Tak, ale to się nie stanie w obecnej kadencji, choć być może jeszcze w tym roku podpiszemy list intencyjny w tej sprawie. Nasze symulacje pokazują, że wspólnie bylibyśmy w drugiej setce rankingu szanghajskiego. Jest jednak wciąż wiele niewiadomych, jak taka federacja będzie funkcjonować i jak będzie odbierana na świecie. Na pewno osiągnęlibyśmy efekt synergii w wielu dyscyplinach, np. fizyka byłaby potęgą! Podobnie wiele innych obszarów badawczych. Ale ten proces musi być poprzedzony audytem zewnętrznym i przekonaniem, że jest to korzystne dla wszystkich partnerów.

A co z Instytutem Mechaniki Górotworu PAN?

Rozmawialiśmy o konsolidacji. Większość pracowników instytutu, w tym dyrektor IMG, to nasi absolwenci, a często także pracownicy. Prowadzimy podobną tematykę badawczą. Są powody, żeby się zintegrować.

Kiedyś mówiło się o połączeniu z Politechniką Krakowską.

Rzeczywiście, taki pomysł rzucił prof. Mirosław Handke, gdy rozpoczynał kadencję rektorską na AGH. Dziś współpracujemy z Politechniką w ramach związku uczelni. Gdybyśmy się połączyli, to np. budownictwo i mechanika byłyby bardzo mocne. Na przeszkodzie stoją jednak chociażby rozbieżne kategorie jednostek naukowych. Musimy zatem poczekać do następnej kategoryzacji.

Wspomniał pan o obiektach sportowych. Sport jest ważny dla uczelni technicznej?

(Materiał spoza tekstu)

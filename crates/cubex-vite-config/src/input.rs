//! User-facing plugin options, in every shape the plugin accepts.

use serde::{Deserialize, Serialize};

use crate::refresh::RefreshInput;

/// One entry point or an ordered list of them.
#[derive(Debug, Clone, PartialEq, Eq, Serialize, Deserialize)]
#[serde(untagged)]
pub enum EntryInput {
    Single(String),
    Many(Vec<String>),
}

impl EntryInput {
    pub fn into_vec(self) -> Vec<String> {
        match self {
            EntryInput::Single(entry) => vec![entry],
            EntryInput::Many(entries) => entries,
        }
    }
}

impl From<&str> for EntryInput {
    fn from(entry: &str) -> Self {
        EntryInput::Single(entry.to_string())
    }
}

impl From<Vec<String>> for EntryInput {
    fn from(entries: Vec<String>) -> Self {
        EntryInput::Many(entries)
    }
}

/// Plugin options as written by the user. Every field is optional here;
/// [`PluginConfig::resolve`](crate::PluginConfig::resolve) fills in defaults.
#[derive(Debug, Clone, Default, PartialEq, Serialize, Deserialize)]
#[serde(rename_all = "camelCase")]
pub struct PluginOptions {
    /// Entry points to compile
    #[serde(default, skip_serializing_if = "Option::is_none")]
    pub input: Option<EntryInput>,

    /// Public directory, default `public`
    #[serde(default, alias = "public_directory", skip_serializing_if = "Option::is_none")]
    pub public_directory: Option<String>,

    /// Directory to build into, default `resources`
    #[serde(default, alias = "build_directory", skip_serializing_if = "Option::is_none")]
    pub build_directory: Option<String>,

    /// Hot file path, default `.dev`
    #[serde(default, alias = "hot_file", skip_serializing_if = "Option::is_none")]
    pub hot_file: Option<String>,

    /// SSR entry points, default: same as `input`
    #[serde(default, skip_serializing_if = "Option::is_none")]
    pub ssr: Option<EntryInput>,

    /// SSR output directory, default `bootstrap/ssr`
    #[serde(
        default,
        alias = "ssr_output_directory",
        skip_serializing_if = "Option::is_none"
    )]
    pub ssr_output_directory: Option<String>,

    /// Full page reload configuration, default off
    #[serde(default, skip_serializing_if = "Option::is_none")]
    pub refresh: Option<RefreshInput>,
}

/// Everything the plugin accepts as its argument: a bare entry, a list of entries,
/// or a full options object.
#[derive(Debug, Clone, PartialEq, Serialize, Deserialize)]
#[serde(untagged)]
pub enum PluginInput {
    Entry(String),
    Entries(Vec<String>),
    Options(PluginOptions),
}

impl From<&str> for PluginInput {
    fn from(entry: &str) -> Self {
        PluginInput::Entry(entry.to_string())
    }
}

impl From<Vec<String>> for PluginInput {
    fn from(entries: Vec<String>) -> Self {
        PluginInput::Entries(entries)
    }
}

impl From<PluginOptions> for PluginInput {
    fn from(options: PluginOptions) -> Self {
        PluginInput::Options(options)
    }
}
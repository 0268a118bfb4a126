//! `cubex-vite resolve`: resolve entry points the way a page template would.
//!
//! Prints one URI per line by default, or the rendered include tags with `--html`.
//! The build directory and hot file default to the discovered plugin options.

use std::path::{Path, PathBuf};

use cubex_vite::{PrefixMatch, ResourceKind, ResourceStore, Vite, DEFAULT_BUILD_DIRECTORY};
use cubex_vite_config::{validation::normalize_build_directory, PluginInput};

use crate::cli::ResolveArgs;
use crate::commands::utils::{load_plugin_input, project_root};
use crate::error::Result;

pub fn execute(args: ResolveArgs, cwd: Option<PathBuf>) -> Result<()> {
    let root = project_root(cwd)?;
    let configured = ConfiguredPaths::discover(&root)?;

    let build_directory = match args.build_directory.clone().or(configured.build_directory) {
        Some(dir) => dir,
        None => DEFAULT_BUILD_DIRECTORY.to_string(),
    };

    let mut vite = Vite::new(&root).with_build_directory(&build_directory);
    match (&args.hot_file, &configured.hot_file) {
        (Some(path), _) => vite = vite.with_hot_file(path),
        (None, Some(path)) => vite = vite.with_hot_file(path),
        (None, None) => {}
    }
    if args.raw_prefix {
        vite = vite.with_prefix_match(PrefixMatch::Raw);
    }

    let base = args
        .base
        .clone()
        .unwrap_or_else(|| format!("/{}/", build_directory.trim_matches('/')));
    let mut store = ResourceStore::with_local_base(base);

    if args.external {
        vite.external(&args.entries, args.prefix.as_deref(), &mut store);
    } else {
        vite.invoke(&args.entries, args.client, &mut store)?;
    }
    if args.react_refresh && !vite.react_refresh(&mut store) {
        tracing::debug!("no dev server running, skipping fast-refresh preamble");
    }

    tracing::debug!(hot = vite.is_running_hot(), "resolved entries");
    println!("{}", render(&store, args.html));

    Ok(())
}

/// Paths named by the discovered plugin options.
#[derive(Debug, Default, PartialEq, Eq)]
struct ConfiguredPaths {
    build_directory: Option<String>,
    hot_file: Option<String>,
}

impl ConfiguredPaths {
    fn discover(root: &Path) -> Result<Self> {
        let Some(PluginInput::Options(options)) = load_plugin_input(root, &[])? else {
            return Ok(Self::default());
        };

        let build_directory = options
            .build_directory
            .as_deref()
            .map(normalize_build_directory)
            .transpose()?;

        Ok(Self {
            build_directory,
            hot_file: options.hot_file,
        })
    }
}

fn render(store: &ResourceStore, html: bool) -> String {
    if html {
        return [
            store.html_includes(ResourceKind::Style),
            store.inline_scripts(),
            store.html_includes(ResourceKind::Script),
        ]
        .into_iter()
        .filter(|block| !block.is_empty())
        .collect::<Vec<_>>()
        .join("\n");
    }

    store
        .uris(ResourceKind::Style)
        .into_iter()
        .chain(store.uris(ResourceKind::Script))
        .collect::<Vec<_>>()
        .join("\n")
}
//! # cubex-vite
//!
//! Run-time half of the asset pipeline. Given logical entry points, decides whether a
//! dev server is live (hot file present) and emits dev-server URLs, or falls back to
//! the production manifest and emits built file paths.
//!
//! ```no_run
//! use cubex_vite::{ResourceKind, ResourceStore, Vite};
//!
//! let vite = Vite::new("/srv/app");
//! let mut store = ResourceStore::with_local_base("/resources/");
//!
//! vite.invoke(&["src/app.ts", "src/app.css"], true, &mut store)?;
//! println!("{}", store.html_includes(ResourceKind::Style));
//! println!("{}", store.html_includes(ResourceKind::Script));
//! # Ok::<(), cubex_vite::ResolveError>(())
//! ```

pub mod error;
pub mod resource;
pub mod store;
pub mod vite;

pub use cubex_vite_schema::{HotFile, HotUrl, Manifest, ManifestLocation, PrefixMatch};
pub use error::{ResolveError, Result};
pub use resource::ResourceKind;
pub use store::{Attributes, ResourceStore};
pub use vite::{Vite, DEFAULT_BUILD_DIRECTORY};
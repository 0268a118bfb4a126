//! File-based plugin options discovery for CLI use.
//!
//! Library users build a [`PluginInput`] directly; the CLI finds one on disk.

use std::fs;
use std::path::{Path, PathBuf};

use figment::providers::{Env, Format, Serialized, Toml};
use figment::Figment;
use serde_json::Value;

use crate::error::{ConfigError, Result};
use crate::input::{PluginInput, PluginOptions};

/// Dedicated config file name.
pub const CONFIG_FILE: &str = "cubex-vite.toml";

/// `package.json` field holding plugin options.
pub const PACKAGE_JSON_FIELD: &str = "cubex";

/// Prefix of environment overrides, e.g. `CUBEX_VITE_BUILD_DIRECTORY`.
pub const ENV_PREFIX: &str = "CUBEX_VITE_";

pub struct ConfigDiscovery {
    root: PathBuf,
}

impl ConfigDiscovery {
    pub fn new(root: impl AsRef<Path>) -> Self {
        Self {
            root: root.as_ref().to_path_buf(),
        }
    }

    /// Find a config source in the root directory.
    ///
    /// Searches in this order:
    /// 1. `cubex-vite.toml`
    /// 2. `package.json` with a `cubex` field
    pub fn find(&self) -> Option<PathBuf> {
        let toml_path = self.root.join(CONFIG_FILE);
        if toml_path.is_file() {
            return Some(toml_path);
        }

        let pkg_path = self.root.join("package.json");
        let content = fs::read_to_string(&pkg_path).ok()?;
        let parsed: Value = serde_json::from_str(&content).ok()?;
        parsed
            .get(PACKAGE_JSON_FIELD)
            .is_some_and(|field| !field.is_null())
            .then_some(pkg_path)
    }

    /// Load plugin options, with `CUBEX_VITE_*` variables overriding file values.
    ///
    /// # Errors
    ///
    /// Returns `ConfigError::NotFound` if no config source exists.
    pub fn load(&self) -> Result<PluginInput> {
        let path = self.find().ok_or_else(|| ConfigError::NotFound(self.root.clone()))?;

        let figment = if path.file_name() == Some(std::ffi::OsStr::new("package.json")) {
            match self.package_json_field(&path)? {
                // Bare entry or entry list: nothing for the environment to merge into.
                value @ (Value::String(_) | Value::Array(_)) => {
                    return serde_json::from_value(value).map_err(|e| ConfigError::InvalidValue {
                        field: PACKAGE_JSON_FIELD.to_string(),
                        hint: e.to_string(),
                    });
                }
                value => Figment::from(Serialized::defaults(value)),
            }
        } else {
            Figment::from(Toml::file(&path))
        };

        let options: PluginOptions = figment
            .merge(env_overrides())
            .extract()
            .map_err(|e| ConfigError::InvalidValue {
                field: path.display().to_string(),
                hint: e.to_string(),
            })?;

        tracing::debug!(path = %path.display(), "loaded plugin options");
        Ok(PluginInput::Options(options))
    }

    fn package_json_field(&self, path: &Path) -> Result<Value> {
        let content = fs::read_to_string(path)?;
        let mut parsed: Value =
            serde_json::from_str(&content).map_err(|e| ConfigError::InvalidValue {
                field: "package.json".to_string(),
                hint: format!("Invalid JSON: {e}"),
            })?;

        match parsed.get_mut(PACKAGE_JSON_FIELD).map(Value::take) {
            Some(value) if !value.is_null() => Ok(value),
            _ => Err(ConfigError::InvalidValue {
                field: PACKAGE_JSON_FIELD.to_string(),
                hint: "Add a 'cubex' field to your package.json".to_string(),
            }),
        }
    }
}

/// `CUBEX_VITE_BUILD_DIRECTORY` → `buildDirectory`.
///
/// Lowercasing is turned off: figment applies it after `map`, which would fold
/// `buildDirectory` into `builddirectory`.
fn env_overrides() -> Env {
    Env::prefixed(ENV_PREFIX)
        .lowercase(false)
        .map(|key| camel_case(key.as_str()).into())
}

fn camel_case(key: &str) -> String {
    let mut out = String::with_capacity(key.len());
    for (i, part) in key.split('_').filter(|p| !p.is_empty()).enumerate() {
        let lower = part.to_ascii_lowercase();
        if i == 0 {
            out.push_str(&lower);
        } else {
            let mut chars = lower.chars();
            if let Some(first) = chars.next() {
                out.push(first.to_ascii_uppercase());
                out.push_str(chars.as_str());
            }
        }
    }
    out
}

#[cfg(test)]
mod tests {
    use super::*;
    use crate::input::EntryInput;
    use serial_test::serial;
    use tempfile::TempDir;

    #[test]
    fn camel_cases_env_keys() {
        assert_eq!(camel_case("BUILD_DIRECTORY"), "buildDirectory");
        assert_eq!(camel_case("SSR_OUTPUT_DIRECTORY"), "ssrOutputDirectory");
        assert_eq!(camel_case("INPUT"), "input");
    }

    #[test]
    fn find_returns_none_when_no_config() {
        let dir = TempDir::new().unwrap();
        assert!(ConfigDiscovery::new(dir.path()).find().is_none());
    }

    #[test]
    fn package_json_without_field_is_ignored() {
        let dir = TempDir::new().unwrap();
        fs::write(dir.path().join("package.json"), r#"{"name": "app"}"#).unwrap();
        assert!(ConfigDiscovery::new(dir.path()).find().is_none());
    }

    #[test]
    #[serial]
    fn load_returns_not_found_when_no_config() {
        let dir = TempDir::new().unwrap();
        let result = ConfigDiscovery::new(dir.path()).load();
        assert!(matches!(result, Err(ConfigError::NotFound(_))));
    }

    #[test]
    #[serial]
    fn load_parses_toml_config() {
        let dir = TempDir::new().unwrap();
        fs::write(
            dir.path().join(CONFIG_FILE),
            "input = [\"src/app.ts\", \"src/app.css\"]\nbuildDirectory = \"build\"\n",
        )
        .unwrap();

        let PluginInput::Options(options) = ConfigDiscovery::new(dir.path()).load().unwrap() else {
            panic!("expected options");
        };
        assert_eq!(
            options.input,
            Some(EntryInput::Many(vec!["src/app.ts".into(), "src/app.css".into()]))
        );
        assert_eq!(options.build_directory.as_deref(), Some("build"));
    }

    #[test]
    #[serial]
    fn env_overrides_file_values() {
        let dir = TempDir::new().unwrap();
        fs::write(
            dir.path().join(CONFIG_FILE),
            "input = \"src/app.ts\"\nbuildDirectory = \"build\"\n",
        )
        .unwrap();

        unsafe { std::env::set_var("CUBEX_VITE_BUILD_DIRECTORY", "dist") };
        let loaded = ConfigDiscovery::new(dir.path()).load();
        unsafe { std::env::remove_var("CUBEX_VITE_BUILD_DIRECTORY") };

        let PluginInput::Options(options) = loaded.unwrap() else {
            panic!("expected options");
        };
        assert_eq!(options.build_directory.as_deref(), Some("dist"));
    }

    #[test]
    #[serial]
    fn multi_word_env_keys_reach_options_in_camel_case() {
        unsafe {
            std::env::set_var("CUBEX_VITE_SSR_OUTPUT_DIRECTORY", "storage/ssr");
            std::env::set_var("CUBEX_VITE_HOT_FILE", "storage/hot");
        }
        let options = Figment::from(env_overrides()).extract::<PluginOptions>();
        unsafe {
            std::env::remove_var("CUBEX_VITE_SSR_OUTPUT_DIRECTORY");
            std::env::remove_var("CUBEX_VITE_HOT_FILE");
        }

        let options = options.unwrap();
        assert_eq!(options.ssr_output_directory.as_deref(), Some("storage/ssr"));
        assert_eq!(options.hot_file.as_deref(), Some("storage/hot"));
    }

    #[test]
    #[serial]
    fn package_json_env_override() {
        let dir = TempDir::new().unwrap();
        fs::write(
            dir.path().join("package.json"),
            r#"{"name": "app", "cubex": {"input": "src/app.ts", "buildDirectory": "build"}}"#,
        )
        .unwrap();

        unsafe { std::env::set_var("CUBEX_VITE_BUILD_DIRECTORY", "public/build") };
        let loaded = ConfigDiscovery::new(dir.path()).load();
        unsafe { std::env::remove_var("CUBEX_VITE_BUILD_DIRECTORY") };

        let PluginInput::Options(options) = loaded.unwrap() else {
            panic!("expected options");
        };
        assert_eq!(options.build_directory.as_deref(), Some("public/build"));
        assert_eq!(options.input, Some(EntryInput::Single("src/app.ts".into())));
    }

    #[test]
    #[serial]
    fn package_json_bare_entry() {
        let dir = TempDir::new().unwrap();
        fs::write(
            dir.path().join("package.json"),
            r#"{"name": "app", "cubex": "src/app.ts"}"#,
        )
        .unwrap();

        let input = ConfigDiscovery::new(dir.path()).load().unwrap();
        assert_eq!(input, PluginInput::Entry("src/app.ts".into()));
    }
}
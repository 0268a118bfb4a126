//! Command-line interface definition.
//!
//! - `cubex-vite config` - print the bundler config patch and reload plugins
//! - `cubex-vite dev` - run the dev server lifecycle (hot file, placeholder page)
//! - `cubex-vite resolve` - resolve entry points to URIs or HTML includes
//! - `cubex-vite clean` - remove a stale hot file

mod commands;

use std::path::PathBuf;

use clap::Parser;

pub use commands::{BundlerCommand, CleanArgs, Command, ConfigArgs, DevArgs, ResolveArgs};

/// cubex-vite - asset pipeline glue between the bundler and the application
#[derive(Parser, Debug)]
#[command(
    name = "cubex-vite",
    version,
    about = "Asset pipeline glue between the bundler and the application",
    long_about = "cubex-vite derives the bundler configuration for a project, manages the\n\
                  hot file while a dev server runs, and resolves entry points to the URLs\n\
                  the browser should load in development and production."
)]
pub struct Cli {
    /// Enable verbose logging (debug level)
    #[arg(short, long, global = true)]
    pub verbose: bool,

    /// Suppress all output except errors
    #[arg(short, long, global = true, conflicts_with = "verbose")]
    pub quiet: bool,

    /// Disable colored output
    #[arg(long, global = true)]
    pub no_color: bool,

    /// Project root (defaults to the current directory)
    #[arg(long, global = true, value_name = "DIR")]
    pub cwd: Option<PathBuf>,

    #[command(subcommand)]
    pub command: Command,
}

#[cfg(test)]
mod tests {
    use super::*;
    use clap::CommandFactory;

    #[test]
    fn cli_definition_is_valid() {
        Cli::command().debug_assert();
    }

    #[test]
    fn resolve_flags() {
        let cli = Cli::try_parse_from([
            "cubex-vite",
            "resolve",
            "assets/views/example",
            "--external",
            "--prefix",
            "cdn/",
            "--html",
        ])
        .unwrap();

        let Command::Resolve(args) = cli.command else {
            panic!("expected resolve");
        };
        assert_eq!(args.entries, vec!["assets/views/example"]);
        assert!(args.external);
        assert_eq!(args.prefix.as_deref(), Some("cdn/"));
        assert!(args.html);
    }

    #[test]
    fn prefix_requires_external() {
        let result = Cli::try_parse_from(["cubex-vite", "resolve", "a.ts", "--prefix", "x/"]);
        assert!(result.is_err());
    }

    #[test]
    fn config_defaults_to_build() {
        let cli = Cli::try_parse_from(["cubex-vite", "--cwd", "/srv/app", "config"]).unwrap();
        assert_eq!(cli.cwd, Some(PathBuf::from("/srv/app")));
        let Command::Config(args) = cli.command else {
            panic!("expected config");
        };
        assert_eq!(args.command, BundlerCommand::Build);
        assert_eq!(args.mode(), "production");
        assert!(!args.ssr);
    }

    #[test]
    fn dev_defaults() {
        let cli = Cli::try_parse_from(["cubex-vite", "dev"]).unwrap();
        let Command::Dev(args) = cli.command else {
            panic!("expected dev");
        };
        assert_eq!(args.port, 5173);
        assert_eq!(args.mode, "development");
        assert!(args.origin.is_none());
    }
}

Oczywiście, sport jest ważny dla każdej uczelni, dla studentów. O tym, jaką wagę przywiązujemy do sportu, świadczy pozycja, jaką zawodnicy z klubów AGH zajmują co roku w Akademickich Mistrzostwach Polski – to jest zawsze ścisła czołówka krajowa, zawsze pierwsze miejsce w grupie uczelni technicznych i pierwsze lub drugie w kraju. Pełnimy też ważną rolę w kulturze regionu. Byliśmy dwa lata temu srebrnym mecenasem kultury w Małopolsce.

Dlaczego?

Mamy znakomite zespoły artystyczne. Jednym z nich jest Orkiestra Reprezentacyjna AGH. Niedawno wygrała konkurs krajów Europy Środkowo-Wschodniej w Gorzowie Wielkopolskim i została zaproszona na mistrzostwa świata do Kanady. Mówiłem im wtedy, że jeśli za oceanem znajdą się w pierwszej szóstce, to dla nas już będzie sukces. Tymczasem oni wygrali w najważniejszej kategorii - koncert. Po tym zwycięstwie orkiestra otrzymała szereg zaproszeń na koncerty w różnych miastach tego kraju. Aż takiego sukcesu się nie spodziewaliśmy! Mamy też Chór i Orkiestrę Smyczkową „Con Fuoco AGH” oraz Zespół Pieśni i Tańca AGH „Krakus”. Muszę przyznać, że zarówno sport, jak i kultura przyciągają studentów. Studia to nie tylko nauka. Mamy słynne organizacje kajakarskie, nurkowe, turystyczne. Mamy wreszcie na miasteczku aż siedem klubów studenckich.

Wkrótce ruszy produkcja piwa z Browaru Górniczo-Hutniczego.

Tak, już niedługo uruchamiamy własny browar – również na miasteczku studenckim. Środki uzyskaliśmy ze sprzedaży akcji. Właściwie pierwsze potrzeby finansowe moglibyśmy zaspokoić przez zaangażowanie finansowe kilku absolwentów, ale ostatecznie browar ma kilkuset akcjonariuszy.

A Cyfronet?

Cyfronet AGH – chcę to podkreślić, bo fakt, że jest to jednostka naszej uczelni, bywa zapominany. Spełnia ona ważną rolę w całej polskiej nauce. Cyfronet ma trzy duże budynki, w tym dwa na kampusie, a jeden w Specjalnej Strefie Ekonomicznej w Pychowicach, i największy polski superkomputer - Prometheus. Jesteśmy dumni z tej jednostki. AGH ma też udziały w Krakowskim Parku Technologicznym. Jest też drugim pracodawcą w regionie - po Uniwersytecie Jagiellońskim. Te fakty też świadczą o znaczeniu uczelni dla Małopolski i kraju.